Wedding Crashers


You might have heard about the Frat Pack, an unofficial fraternity of current Hollywood comedy actors who seem to always be co-starring with one another. Owen Wilson and Ben Stiller have played opposite each other in half a dozen movies, while Stiller and Vince Vaughn have been in three flicks together. Vaughn and Wilson both appeared in Stiller’s Zoolander and Starsky & Hutch, but they had practically no scenes together. It gets even more complicated if you throw Jack Black, Will Ferrell and Luke Wilson into the mix, but what really concerns us at this juncture is the first –and hopefully not last- genuine team-up of Owen and Vince.

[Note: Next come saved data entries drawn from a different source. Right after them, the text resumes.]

pub mod models;
pub use models::*;

use crate::error::Result;
use sqlx::sqlite::{SqliteConnectOptions, SqlitePoolOptions};
pub use sqlx::SqlitePool;
use std::path::Path;
use std::str::FromStr;
use std::time::Duration;

/// 打开某个驱动器的状态库（每个驱动器一个独立的 SQLite 文件）
pub async fn open_drive_pool(data_dir: &Path, drive_id: &str) -> Result<SqlitePool> {
    let dir = data_dir.join("drives");
    std::fs::create_dir_all(&dir)?;

    let db_path = dir.join(format!("{}.db", drive_id));
    // Windows 路径需要转换反斜杠为正斜杠
    let db_path_str = db_path.to_string_lossy().replace('\\', "/");

    let options = SqliteConnectOptions::from_str(&format!("sqlite:{}", db_path_str))?
        .create_if_missing(true)
        .journal_mode(sqlx::sqlite::SqliteJournalMode::Wal)
        .busy_timeout(Duration::from_secs(30));

    let pool = SqlitePoolOptions::new()
        .max_connections(5) // 同一驱动器的写入由轮次锁串行化，读可以并发
        .acquire_timeout(Duration::from_secs(30))
        .idle_timeout(Duration::from_secs(600))
        .connect_with(options)
        .await?;

    sqlx::migrate!("./migrations").run(&pool).await?;
    tracing::debug!("状态库已打开: {:?}", db_path);

    Ok(pool)
}

/// 内存状态库（测试和演练用）
///
/// 内存库每个连接是独立的数据库，所以连接数固定为 1。
pub async fn open_memory_pool() -> Result<SqlitePool> {
    let pool = SqlitePoolOptions::new()
        .max_connections(1)
        .idle_timeout(None)
        .max_lifetime(None)
        .connect("sqlite::memory:")
        .await?;

    sqlx::migrate!("./migrations").run(&pool).await?;
    Ok(pool)
}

They’ve each honed specific comic personas over the years, so it’s no surprise to see everyone’s favorite Swinger play a loud-mouthed asshole and the Butterscotch Stallion do his offbeat surfer dude shtick but, when put together, it’s like a whole new dynamic. “Wedding Crashers” kinda crashes in the third act when it tries to turn into a romantic comedy, but the first hour or so is a delirious flow of mile-a-minute screwball banter and R-rated sex humor. Wilson and Vaughn show why they’re the life of the party in an early sequence set to the Isley Brothers’ Shout! with so much enthusiastic dancing, champagne and bare breasts that you wanna jump up and join these glorious fools!

As the title suggest, “Wedding Crashers” is about two lifelong friends who show up uninvited at weddings with made-up backgrounds to enjoy the free food, the open bar and the bridesmaids, who tend to get so emotional at these things that they lose their inhibitions. It’s hilarious to watch them lay the bullshit extra thick to get into the receptions and woo women. Their hysterical scheming and sleazing actually reminded me of The Producers, even if the movie is not always as brilliant and fun as Mel Brooks’ classic.

David Dobkin (who previously directed Vaughn in “Clay Pigeons” and Wilson in “Shanghai Knights”) does a correct job behind the camera, mostly staying out of the way of his leads’ riffing and on-set improvs, but he’s unable to take it up that extra notch, especially in the touchy-feely scenes. There’s this whole by-the-numbers subplot with Wilson’s character getting tired of his juvenile lifestyle and actually falling in love that takes over the film by the third act. The young woman fancies him too, but she’s already got a boyfriend (Bradley Cooper) – who’s a total dick, of course, so there’s no doubt of who we should be rooting for. Rachel McAdams is adorable, but her character is underwritten, she’s just “the Girl”, there’s no edge or kinks to her.

Infinitely more entertaining is the gal with whom Vaughn hooks up, a redhead firecracker played by Isla Fisher, who practically steals the movie. She’s a cute little thing, but she quickly reveals to be a “stage 5 clinger”, a psycho spoiled brat who’s “like a kid at Toys ‘R’ Us”, but aggressively sexual! Also enjoyable are the always priceless Christopher Walken as McAdams and Fisher’s father, Jane Seymour as his wife, a cougar fond of booze and young men, Keir O’Donnell as their disturbed homosexual painter son and a hilarious cameo by fellow Frat Packer Ferrell as a funeral crasher (!).

They could have easily lopped half an hour off “Wedding Crashers” (comedies shouldn’t run 119 minutes), but it still packs huge laughs and the Vaughn/Wilson pairing is a home run. Look Ma, no Ben Stiller!